For each line below that holds the word "ReadinessLevel", make a copy.

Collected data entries
===

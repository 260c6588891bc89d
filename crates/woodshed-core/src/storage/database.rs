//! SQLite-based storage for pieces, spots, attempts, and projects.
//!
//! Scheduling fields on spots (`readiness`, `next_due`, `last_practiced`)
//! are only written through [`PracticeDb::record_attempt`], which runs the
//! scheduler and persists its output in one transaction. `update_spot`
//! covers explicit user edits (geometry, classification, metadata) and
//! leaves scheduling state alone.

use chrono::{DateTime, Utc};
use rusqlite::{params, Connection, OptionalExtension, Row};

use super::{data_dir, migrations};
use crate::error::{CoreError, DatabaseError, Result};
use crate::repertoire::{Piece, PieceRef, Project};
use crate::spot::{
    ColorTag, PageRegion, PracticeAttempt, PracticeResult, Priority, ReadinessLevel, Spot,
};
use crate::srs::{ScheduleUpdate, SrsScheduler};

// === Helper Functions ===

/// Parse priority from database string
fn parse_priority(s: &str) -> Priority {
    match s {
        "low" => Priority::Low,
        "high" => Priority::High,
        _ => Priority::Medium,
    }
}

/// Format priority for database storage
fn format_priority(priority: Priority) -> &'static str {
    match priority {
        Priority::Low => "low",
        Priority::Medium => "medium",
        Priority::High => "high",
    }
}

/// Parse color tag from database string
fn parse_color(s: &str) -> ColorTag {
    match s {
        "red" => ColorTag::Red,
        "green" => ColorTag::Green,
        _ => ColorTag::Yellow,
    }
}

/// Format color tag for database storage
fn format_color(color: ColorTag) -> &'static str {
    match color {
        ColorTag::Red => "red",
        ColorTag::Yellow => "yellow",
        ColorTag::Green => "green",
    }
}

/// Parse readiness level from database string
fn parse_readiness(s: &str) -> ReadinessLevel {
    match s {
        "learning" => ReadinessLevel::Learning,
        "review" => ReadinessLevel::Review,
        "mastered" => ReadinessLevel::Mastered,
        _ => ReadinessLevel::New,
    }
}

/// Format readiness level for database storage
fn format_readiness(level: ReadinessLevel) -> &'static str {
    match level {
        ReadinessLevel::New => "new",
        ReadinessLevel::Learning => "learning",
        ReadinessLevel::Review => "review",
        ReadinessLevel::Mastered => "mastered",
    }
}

===

(Response area):
    ColorTag, PageRegion, PracticeAttempt, PracticeResult, Priority, ReadinessLevel, Spot,
fn parse_readiness(s: &str) -> ReadinessLevel {
        "learning" => ReadinessLevel::Learning,
        "review" => ReadinessLevel::Review,
        "mastered" => ReadinessLevel::Mastered,
        _ => ReadinessLevel::New,
fn format_readiness(level: ReadinessLevel) -> &'static str {
        ReadinessLevel::New => "new",
        ReadinessLevel::Learning => "learning",
        ReadinessLevel::Review => "review",
        ReadinessLevel::Mastered => "mastered",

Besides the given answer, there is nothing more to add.